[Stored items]
┌──
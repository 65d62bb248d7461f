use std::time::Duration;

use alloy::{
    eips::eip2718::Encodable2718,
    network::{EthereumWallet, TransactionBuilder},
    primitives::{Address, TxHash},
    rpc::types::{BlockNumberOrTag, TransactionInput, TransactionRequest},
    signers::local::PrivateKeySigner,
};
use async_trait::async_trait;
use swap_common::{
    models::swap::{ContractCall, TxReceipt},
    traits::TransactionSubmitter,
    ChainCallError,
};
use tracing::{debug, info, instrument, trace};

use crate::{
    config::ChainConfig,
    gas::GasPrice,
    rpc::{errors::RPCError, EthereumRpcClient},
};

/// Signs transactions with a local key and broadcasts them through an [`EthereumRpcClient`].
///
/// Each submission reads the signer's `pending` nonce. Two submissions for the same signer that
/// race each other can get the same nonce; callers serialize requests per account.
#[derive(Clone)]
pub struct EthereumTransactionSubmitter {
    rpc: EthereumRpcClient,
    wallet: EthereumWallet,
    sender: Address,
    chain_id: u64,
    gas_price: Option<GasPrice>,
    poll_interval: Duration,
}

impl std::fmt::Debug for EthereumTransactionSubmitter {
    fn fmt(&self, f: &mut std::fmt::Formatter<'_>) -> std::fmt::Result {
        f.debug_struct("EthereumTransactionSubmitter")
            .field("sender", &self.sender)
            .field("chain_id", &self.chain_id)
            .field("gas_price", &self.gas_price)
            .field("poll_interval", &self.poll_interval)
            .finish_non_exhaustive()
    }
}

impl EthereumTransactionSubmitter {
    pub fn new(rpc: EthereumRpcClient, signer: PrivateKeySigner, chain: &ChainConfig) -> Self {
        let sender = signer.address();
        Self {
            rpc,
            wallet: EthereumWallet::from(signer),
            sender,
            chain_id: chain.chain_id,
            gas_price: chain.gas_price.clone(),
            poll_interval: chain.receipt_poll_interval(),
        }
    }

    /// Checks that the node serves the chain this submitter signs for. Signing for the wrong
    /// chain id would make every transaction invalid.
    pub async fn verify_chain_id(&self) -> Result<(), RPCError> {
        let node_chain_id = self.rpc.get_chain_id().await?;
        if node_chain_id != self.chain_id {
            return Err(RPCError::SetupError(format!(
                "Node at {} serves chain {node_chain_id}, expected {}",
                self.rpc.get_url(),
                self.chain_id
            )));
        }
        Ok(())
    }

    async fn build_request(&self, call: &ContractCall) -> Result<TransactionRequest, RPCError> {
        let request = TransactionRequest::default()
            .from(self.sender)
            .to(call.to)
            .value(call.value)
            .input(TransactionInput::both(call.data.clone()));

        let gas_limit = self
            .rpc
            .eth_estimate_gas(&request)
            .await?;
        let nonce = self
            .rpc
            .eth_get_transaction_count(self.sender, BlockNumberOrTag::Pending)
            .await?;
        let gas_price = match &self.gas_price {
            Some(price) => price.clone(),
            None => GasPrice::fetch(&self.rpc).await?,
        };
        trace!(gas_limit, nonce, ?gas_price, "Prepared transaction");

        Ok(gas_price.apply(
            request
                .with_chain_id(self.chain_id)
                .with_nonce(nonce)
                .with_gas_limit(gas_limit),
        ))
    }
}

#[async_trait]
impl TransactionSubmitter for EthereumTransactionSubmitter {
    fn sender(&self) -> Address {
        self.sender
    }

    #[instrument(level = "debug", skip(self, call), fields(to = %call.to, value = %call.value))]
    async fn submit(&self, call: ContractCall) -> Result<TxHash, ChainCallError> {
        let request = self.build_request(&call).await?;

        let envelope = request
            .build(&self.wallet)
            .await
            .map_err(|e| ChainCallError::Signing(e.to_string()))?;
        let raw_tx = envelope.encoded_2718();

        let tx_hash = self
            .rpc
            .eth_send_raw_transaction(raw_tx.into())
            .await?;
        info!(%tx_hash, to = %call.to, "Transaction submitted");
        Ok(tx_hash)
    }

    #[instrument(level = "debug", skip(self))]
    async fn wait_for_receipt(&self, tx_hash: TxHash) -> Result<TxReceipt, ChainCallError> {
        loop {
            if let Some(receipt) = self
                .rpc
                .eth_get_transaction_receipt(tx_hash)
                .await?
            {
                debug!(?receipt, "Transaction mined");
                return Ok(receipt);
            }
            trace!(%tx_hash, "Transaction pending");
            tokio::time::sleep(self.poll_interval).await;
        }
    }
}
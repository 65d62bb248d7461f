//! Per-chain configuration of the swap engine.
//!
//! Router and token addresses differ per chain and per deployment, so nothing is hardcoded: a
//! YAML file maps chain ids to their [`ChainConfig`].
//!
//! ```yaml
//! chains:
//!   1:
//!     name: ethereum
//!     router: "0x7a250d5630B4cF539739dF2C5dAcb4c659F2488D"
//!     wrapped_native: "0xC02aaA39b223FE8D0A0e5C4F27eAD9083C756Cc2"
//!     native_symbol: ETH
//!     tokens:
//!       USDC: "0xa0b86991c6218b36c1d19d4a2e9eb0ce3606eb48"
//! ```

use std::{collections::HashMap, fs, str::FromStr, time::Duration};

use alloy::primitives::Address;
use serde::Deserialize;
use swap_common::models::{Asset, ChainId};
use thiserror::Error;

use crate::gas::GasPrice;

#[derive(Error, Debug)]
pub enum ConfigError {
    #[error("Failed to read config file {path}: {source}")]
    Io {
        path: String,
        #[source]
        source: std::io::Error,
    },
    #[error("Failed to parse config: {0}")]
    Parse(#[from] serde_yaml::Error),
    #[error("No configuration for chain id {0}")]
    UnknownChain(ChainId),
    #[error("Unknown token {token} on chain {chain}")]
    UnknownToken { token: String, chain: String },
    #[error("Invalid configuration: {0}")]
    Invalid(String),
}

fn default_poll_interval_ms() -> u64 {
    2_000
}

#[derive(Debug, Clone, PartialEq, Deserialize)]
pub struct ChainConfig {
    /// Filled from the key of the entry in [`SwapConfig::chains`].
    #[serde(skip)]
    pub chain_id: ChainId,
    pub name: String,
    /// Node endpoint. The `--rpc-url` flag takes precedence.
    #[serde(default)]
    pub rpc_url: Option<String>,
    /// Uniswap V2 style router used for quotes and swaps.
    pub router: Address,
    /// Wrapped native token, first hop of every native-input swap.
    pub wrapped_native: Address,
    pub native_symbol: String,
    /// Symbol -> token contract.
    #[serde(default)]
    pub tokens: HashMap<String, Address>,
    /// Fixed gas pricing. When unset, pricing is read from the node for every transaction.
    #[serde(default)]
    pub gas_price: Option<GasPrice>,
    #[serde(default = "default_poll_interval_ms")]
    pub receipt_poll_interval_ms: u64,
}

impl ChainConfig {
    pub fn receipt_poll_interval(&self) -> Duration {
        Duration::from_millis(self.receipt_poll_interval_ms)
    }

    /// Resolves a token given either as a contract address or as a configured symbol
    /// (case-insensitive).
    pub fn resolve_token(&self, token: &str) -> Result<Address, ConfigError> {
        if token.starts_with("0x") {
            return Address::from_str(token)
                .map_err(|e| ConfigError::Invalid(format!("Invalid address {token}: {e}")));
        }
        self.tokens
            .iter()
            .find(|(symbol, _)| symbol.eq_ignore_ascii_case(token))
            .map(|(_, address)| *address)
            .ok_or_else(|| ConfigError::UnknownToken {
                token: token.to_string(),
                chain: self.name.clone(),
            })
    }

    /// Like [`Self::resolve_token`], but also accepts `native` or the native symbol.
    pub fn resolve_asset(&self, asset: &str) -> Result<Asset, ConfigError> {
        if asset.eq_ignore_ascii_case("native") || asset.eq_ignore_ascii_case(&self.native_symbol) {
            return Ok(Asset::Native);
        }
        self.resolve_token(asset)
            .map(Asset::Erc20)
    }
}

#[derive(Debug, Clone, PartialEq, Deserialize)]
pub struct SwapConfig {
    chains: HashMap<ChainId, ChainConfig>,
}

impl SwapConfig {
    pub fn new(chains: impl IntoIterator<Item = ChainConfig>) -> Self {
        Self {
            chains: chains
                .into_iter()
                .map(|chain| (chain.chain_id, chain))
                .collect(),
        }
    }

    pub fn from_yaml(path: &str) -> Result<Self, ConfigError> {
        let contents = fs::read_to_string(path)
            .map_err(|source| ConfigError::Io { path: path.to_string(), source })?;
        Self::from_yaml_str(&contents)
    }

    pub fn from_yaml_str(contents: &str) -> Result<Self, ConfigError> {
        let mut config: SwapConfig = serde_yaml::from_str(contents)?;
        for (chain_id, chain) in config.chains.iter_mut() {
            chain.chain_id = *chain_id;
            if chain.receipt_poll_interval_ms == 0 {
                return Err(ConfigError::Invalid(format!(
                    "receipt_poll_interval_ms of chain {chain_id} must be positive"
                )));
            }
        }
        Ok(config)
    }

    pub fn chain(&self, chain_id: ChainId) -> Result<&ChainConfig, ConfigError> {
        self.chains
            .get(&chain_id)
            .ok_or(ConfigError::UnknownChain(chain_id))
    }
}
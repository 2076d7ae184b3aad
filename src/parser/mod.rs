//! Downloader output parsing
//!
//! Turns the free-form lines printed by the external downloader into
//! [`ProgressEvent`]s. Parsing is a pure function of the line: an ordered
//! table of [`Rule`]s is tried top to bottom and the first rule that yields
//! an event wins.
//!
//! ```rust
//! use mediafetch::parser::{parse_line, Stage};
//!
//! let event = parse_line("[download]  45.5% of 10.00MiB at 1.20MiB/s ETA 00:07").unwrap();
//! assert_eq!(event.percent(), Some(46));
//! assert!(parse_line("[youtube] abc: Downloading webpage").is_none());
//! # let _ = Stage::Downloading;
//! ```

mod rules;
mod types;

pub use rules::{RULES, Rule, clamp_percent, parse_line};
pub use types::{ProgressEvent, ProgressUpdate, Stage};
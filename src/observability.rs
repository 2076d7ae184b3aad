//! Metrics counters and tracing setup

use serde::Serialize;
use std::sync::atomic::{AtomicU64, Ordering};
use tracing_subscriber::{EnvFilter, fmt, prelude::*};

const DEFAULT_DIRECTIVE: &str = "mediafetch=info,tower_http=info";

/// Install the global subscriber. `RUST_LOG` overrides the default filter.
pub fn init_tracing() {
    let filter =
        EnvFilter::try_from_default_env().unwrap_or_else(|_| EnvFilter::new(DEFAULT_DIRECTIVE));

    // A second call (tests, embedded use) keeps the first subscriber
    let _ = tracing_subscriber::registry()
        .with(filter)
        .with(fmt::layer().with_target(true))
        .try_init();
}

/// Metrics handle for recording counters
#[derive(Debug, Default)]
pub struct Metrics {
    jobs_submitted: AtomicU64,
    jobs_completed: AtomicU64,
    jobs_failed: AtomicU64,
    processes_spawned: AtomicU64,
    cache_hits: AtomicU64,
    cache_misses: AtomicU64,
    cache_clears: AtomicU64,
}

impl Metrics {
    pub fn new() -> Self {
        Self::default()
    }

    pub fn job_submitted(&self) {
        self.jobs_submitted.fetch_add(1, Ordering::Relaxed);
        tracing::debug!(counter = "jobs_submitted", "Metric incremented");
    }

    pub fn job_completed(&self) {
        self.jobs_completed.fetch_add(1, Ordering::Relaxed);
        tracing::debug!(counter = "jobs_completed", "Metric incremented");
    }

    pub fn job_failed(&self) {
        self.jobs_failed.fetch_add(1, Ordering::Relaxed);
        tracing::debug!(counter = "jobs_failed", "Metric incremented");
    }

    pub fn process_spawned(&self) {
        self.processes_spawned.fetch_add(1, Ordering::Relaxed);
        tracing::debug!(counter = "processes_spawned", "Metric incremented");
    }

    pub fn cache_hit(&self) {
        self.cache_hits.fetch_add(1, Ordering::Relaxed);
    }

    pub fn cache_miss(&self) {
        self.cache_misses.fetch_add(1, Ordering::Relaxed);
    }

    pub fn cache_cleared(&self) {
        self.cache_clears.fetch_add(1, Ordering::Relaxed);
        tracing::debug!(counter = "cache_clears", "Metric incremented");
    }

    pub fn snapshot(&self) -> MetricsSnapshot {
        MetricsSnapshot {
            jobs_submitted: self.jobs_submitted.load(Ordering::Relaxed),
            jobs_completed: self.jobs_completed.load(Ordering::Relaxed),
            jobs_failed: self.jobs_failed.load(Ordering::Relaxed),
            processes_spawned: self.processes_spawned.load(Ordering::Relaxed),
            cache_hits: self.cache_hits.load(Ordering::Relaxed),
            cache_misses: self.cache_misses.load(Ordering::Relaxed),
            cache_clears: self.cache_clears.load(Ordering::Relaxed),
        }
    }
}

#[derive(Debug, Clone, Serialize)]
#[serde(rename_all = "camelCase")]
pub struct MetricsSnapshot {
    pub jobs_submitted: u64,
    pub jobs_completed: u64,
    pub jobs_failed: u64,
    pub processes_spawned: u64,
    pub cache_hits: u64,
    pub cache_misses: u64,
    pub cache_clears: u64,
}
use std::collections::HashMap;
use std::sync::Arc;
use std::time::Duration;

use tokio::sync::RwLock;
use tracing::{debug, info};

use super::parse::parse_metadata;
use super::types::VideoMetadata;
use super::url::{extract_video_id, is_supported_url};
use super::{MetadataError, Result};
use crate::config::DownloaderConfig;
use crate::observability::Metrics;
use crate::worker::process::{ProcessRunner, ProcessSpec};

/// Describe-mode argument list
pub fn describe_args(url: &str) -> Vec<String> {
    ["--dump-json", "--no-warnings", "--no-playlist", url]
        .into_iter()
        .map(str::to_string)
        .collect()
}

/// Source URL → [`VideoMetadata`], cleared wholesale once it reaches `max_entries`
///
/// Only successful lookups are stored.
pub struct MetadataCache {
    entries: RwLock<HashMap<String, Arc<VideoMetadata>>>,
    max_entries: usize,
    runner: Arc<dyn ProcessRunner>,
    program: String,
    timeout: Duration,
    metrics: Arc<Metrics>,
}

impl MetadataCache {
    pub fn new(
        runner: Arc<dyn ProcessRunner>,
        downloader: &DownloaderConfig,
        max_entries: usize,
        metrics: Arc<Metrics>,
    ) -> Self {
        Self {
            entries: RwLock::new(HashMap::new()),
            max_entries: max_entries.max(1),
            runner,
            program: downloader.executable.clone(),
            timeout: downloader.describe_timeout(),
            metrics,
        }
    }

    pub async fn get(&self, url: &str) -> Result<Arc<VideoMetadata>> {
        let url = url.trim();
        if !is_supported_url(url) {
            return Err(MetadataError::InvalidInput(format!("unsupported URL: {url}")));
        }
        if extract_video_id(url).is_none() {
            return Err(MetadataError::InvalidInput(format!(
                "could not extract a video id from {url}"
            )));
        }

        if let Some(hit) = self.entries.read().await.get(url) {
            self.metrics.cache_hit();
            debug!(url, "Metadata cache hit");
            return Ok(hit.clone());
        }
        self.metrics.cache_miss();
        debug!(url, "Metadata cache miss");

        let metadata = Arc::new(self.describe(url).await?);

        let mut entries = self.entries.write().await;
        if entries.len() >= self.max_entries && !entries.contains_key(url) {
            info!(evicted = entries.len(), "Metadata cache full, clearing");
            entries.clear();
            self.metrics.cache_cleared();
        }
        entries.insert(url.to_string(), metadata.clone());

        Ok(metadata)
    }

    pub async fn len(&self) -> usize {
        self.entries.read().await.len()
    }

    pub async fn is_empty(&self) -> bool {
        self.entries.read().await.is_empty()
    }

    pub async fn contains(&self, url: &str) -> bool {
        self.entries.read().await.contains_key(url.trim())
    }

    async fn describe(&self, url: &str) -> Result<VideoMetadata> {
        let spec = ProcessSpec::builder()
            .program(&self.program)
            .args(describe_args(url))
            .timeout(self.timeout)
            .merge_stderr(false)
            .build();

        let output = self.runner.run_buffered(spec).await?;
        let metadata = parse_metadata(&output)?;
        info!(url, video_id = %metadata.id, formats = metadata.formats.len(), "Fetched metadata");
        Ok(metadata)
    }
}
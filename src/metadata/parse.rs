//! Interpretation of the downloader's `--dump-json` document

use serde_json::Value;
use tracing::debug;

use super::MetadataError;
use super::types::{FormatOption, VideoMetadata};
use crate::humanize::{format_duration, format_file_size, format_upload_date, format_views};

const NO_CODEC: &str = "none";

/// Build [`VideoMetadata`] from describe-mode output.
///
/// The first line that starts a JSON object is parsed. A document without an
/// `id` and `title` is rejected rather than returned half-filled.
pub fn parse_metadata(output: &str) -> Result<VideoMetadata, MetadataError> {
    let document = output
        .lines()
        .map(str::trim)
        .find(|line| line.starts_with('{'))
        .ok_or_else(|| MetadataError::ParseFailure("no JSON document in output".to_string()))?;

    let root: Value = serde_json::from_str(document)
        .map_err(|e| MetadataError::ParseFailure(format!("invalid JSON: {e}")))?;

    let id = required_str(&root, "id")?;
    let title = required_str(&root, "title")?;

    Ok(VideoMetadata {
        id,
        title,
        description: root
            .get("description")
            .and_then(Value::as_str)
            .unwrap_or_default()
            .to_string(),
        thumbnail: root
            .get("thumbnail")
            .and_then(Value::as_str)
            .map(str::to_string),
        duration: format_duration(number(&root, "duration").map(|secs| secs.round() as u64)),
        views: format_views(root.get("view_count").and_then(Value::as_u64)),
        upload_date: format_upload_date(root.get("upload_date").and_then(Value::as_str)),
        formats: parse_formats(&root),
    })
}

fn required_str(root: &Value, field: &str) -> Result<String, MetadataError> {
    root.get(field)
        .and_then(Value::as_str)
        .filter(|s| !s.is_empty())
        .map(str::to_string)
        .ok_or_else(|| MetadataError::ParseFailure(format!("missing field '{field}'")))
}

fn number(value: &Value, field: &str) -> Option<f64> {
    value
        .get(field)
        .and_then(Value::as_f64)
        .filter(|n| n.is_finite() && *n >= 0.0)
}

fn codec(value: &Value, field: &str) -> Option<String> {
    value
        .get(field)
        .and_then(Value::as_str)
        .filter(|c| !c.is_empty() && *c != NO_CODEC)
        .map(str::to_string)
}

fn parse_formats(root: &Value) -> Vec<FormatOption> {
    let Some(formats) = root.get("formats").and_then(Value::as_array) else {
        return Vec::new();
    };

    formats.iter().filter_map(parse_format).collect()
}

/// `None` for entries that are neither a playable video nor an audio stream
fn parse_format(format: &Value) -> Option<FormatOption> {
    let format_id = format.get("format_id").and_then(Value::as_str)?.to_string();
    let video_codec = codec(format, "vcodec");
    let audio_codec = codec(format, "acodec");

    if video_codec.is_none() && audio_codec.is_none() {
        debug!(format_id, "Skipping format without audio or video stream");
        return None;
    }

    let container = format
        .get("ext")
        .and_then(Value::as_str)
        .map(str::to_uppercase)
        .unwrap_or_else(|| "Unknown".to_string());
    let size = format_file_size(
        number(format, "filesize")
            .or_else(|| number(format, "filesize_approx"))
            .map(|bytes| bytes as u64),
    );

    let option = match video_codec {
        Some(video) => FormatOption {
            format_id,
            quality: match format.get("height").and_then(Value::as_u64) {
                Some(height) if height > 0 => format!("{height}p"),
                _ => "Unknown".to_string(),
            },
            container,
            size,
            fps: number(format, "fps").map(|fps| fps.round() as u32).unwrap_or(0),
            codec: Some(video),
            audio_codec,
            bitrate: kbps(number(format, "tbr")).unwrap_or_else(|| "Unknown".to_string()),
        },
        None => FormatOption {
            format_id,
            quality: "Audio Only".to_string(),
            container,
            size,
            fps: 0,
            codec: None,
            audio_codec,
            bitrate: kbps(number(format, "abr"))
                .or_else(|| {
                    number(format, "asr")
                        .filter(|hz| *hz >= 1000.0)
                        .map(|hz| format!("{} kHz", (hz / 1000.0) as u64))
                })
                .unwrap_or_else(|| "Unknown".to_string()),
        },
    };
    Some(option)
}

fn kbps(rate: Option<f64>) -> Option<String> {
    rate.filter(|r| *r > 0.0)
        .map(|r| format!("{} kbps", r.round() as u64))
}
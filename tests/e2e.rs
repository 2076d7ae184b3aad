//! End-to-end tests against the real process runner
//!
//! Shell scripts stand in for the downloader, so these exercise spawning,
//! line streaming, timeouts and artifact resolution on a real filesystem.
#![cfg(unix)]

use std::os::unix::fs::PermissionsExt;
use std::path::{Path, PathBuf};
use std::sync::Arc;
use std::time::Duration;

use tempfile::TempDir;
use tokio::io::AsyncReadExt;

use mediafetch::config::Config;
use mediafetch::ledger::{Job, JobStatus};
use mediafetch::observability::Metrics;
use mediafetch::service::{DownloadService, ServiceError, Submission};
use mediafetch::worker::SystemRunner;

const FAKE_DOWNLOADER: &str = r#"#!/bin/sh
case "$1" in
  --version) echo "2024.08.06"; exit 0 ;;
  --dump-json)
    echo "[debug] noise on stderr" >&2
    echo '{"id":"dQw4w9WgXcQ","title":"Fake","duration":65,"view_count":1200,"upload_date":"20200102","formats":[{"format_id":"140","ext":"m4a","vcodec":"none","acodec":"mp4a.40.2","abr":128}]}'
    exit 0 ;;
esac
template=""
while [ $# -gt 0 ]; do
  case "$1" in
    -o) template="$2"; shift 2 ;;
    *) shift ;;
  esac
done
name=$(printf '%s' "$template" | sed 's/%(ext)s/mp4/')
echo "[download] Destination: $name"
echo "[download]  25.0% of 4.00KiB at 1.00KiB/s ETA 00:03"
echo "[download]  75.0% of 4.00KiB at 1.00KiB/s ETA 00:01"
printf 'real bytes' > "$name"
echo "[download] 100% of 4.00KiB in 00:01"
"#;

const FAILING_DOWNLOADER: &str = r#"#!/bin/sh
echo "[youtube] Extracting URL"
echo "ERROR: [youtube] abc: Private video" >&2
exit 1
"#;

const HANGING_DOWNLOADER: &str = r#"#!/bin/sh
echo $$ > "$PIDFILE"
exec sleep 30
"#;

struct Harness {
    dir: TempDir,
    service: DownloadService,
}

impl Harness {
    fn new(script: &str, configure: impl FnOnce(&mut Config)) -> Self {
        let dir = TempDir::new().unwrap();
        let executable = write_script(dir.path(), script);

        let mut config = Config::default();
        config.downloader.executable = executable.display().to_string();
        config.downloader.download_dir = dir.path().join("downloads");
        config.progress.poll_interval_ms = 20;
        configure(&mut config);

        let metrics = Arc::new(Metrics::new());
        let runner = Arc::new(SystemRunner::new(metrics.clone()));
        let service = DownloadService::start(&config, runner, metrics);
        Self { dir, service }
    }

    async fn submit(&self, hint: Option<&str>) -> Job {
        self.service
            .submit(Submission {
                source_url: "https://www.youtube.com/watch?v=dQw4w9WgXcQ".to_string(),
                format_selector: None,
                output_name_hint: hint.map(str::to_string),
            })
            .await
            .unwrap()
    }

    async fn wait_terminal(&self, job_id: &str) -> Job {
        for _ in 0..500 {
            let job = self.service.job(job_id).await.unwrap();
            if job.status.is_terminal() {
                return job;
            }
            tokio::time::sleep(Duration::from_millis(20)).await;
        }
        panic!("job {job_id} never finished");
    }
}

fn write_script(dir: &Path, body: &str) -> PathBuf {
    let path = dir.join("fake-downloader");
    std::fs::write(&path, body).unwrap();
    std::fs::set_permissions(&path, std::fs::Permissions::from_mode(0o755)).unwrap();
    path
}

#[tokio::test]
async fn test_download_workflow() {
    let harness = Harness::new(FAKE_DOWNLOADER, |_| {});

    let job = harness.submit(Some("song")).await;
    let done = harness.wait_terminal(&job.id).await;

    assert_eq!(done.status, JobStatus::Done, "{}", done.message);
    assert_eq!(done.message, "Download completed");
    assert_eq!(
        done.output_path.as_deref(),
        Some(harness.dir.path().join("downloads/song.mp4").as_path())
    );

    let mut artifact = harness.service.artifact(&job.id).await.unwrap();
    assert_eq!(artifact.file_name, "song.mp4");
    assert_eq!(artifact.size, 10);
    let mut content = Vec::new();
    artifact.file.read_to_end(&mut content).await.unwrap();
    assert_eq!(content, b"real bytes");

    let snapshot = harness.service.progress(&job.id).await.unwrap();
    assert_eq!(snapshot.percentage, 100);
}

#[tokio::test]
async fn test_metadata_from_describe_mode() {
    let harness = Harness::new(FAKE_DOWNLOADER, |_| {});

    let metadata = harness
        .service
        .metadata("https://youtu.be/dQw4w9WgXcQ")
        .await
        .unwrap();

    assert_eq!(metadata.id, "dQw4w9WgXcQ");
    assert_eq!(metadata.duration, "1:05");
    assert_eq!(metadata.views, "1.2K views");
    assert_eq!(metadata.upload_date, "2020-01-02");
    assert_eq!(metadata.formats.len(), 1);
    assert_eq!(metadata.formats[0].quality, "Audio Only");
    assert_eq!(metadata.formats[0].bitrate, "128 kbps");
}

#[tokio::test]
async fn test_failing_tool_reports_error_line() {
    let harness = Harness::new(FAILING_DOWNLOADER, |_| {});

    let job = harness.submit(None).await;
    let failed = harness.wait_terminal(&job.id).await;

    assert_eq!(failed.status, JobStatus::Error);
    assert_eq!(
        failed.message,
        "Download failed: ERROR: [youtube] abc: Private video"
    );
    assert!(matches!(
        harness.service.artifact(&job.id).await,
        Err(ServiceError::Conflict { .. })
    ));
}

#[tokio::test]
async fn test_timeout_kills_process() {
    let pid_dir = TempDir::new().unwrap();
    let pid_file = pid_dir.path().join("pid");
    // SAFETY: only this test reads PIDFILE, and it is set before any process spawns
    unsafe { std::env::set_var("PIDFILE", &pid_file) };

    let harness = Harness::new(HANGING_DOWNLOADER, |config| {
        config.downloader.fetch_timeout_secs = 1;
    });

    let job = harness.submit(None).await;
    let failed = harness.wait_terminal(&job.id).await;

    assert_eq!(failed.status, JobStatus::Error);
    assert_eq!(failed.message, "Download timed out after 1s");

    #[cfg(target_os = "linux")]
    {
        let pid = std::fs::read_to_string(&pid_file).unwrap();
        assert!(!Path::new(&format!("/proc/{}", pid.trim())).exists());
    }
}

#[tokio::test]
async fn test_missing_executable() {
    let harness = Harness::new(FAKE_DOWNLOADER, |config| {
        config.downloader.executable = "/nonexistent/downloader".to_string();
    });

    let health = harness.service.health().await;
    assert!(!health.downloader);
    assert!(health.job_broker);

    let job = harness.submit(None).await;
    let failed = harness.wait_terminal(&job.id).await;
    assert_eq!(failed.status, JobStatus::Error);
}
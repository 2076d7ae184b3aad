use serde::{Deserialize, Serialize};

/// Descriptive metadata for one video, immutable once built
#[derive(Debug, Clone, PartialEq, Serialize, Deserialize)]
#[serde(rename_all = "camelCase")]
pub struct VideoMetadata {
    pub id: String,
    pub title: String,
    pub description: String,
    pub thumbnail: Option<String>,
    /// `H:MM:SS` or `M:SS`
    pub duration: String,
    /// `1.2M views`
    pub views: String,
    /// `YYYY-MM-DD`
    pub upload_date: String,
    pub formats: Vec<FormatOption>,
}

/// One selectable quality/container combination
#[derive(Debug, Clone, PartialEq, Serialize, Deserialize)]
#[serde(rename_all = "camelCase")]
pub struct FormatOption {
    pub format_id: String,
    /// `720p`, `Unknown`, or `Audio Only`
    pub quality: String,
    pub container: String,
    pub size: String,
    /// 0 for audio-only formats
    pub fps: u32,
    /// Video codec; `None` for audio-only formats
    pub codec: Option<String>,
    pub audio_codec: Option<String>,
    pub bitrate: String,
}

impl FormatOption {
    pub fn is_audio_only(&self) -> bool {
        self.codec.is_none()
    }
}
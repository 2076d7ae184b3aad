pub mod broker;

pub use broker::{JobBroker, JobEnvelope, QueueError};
└──
Problem description >>
Working from the records above, tally the lines that contain "EnvFilter" and give only the total.

Task result >>
2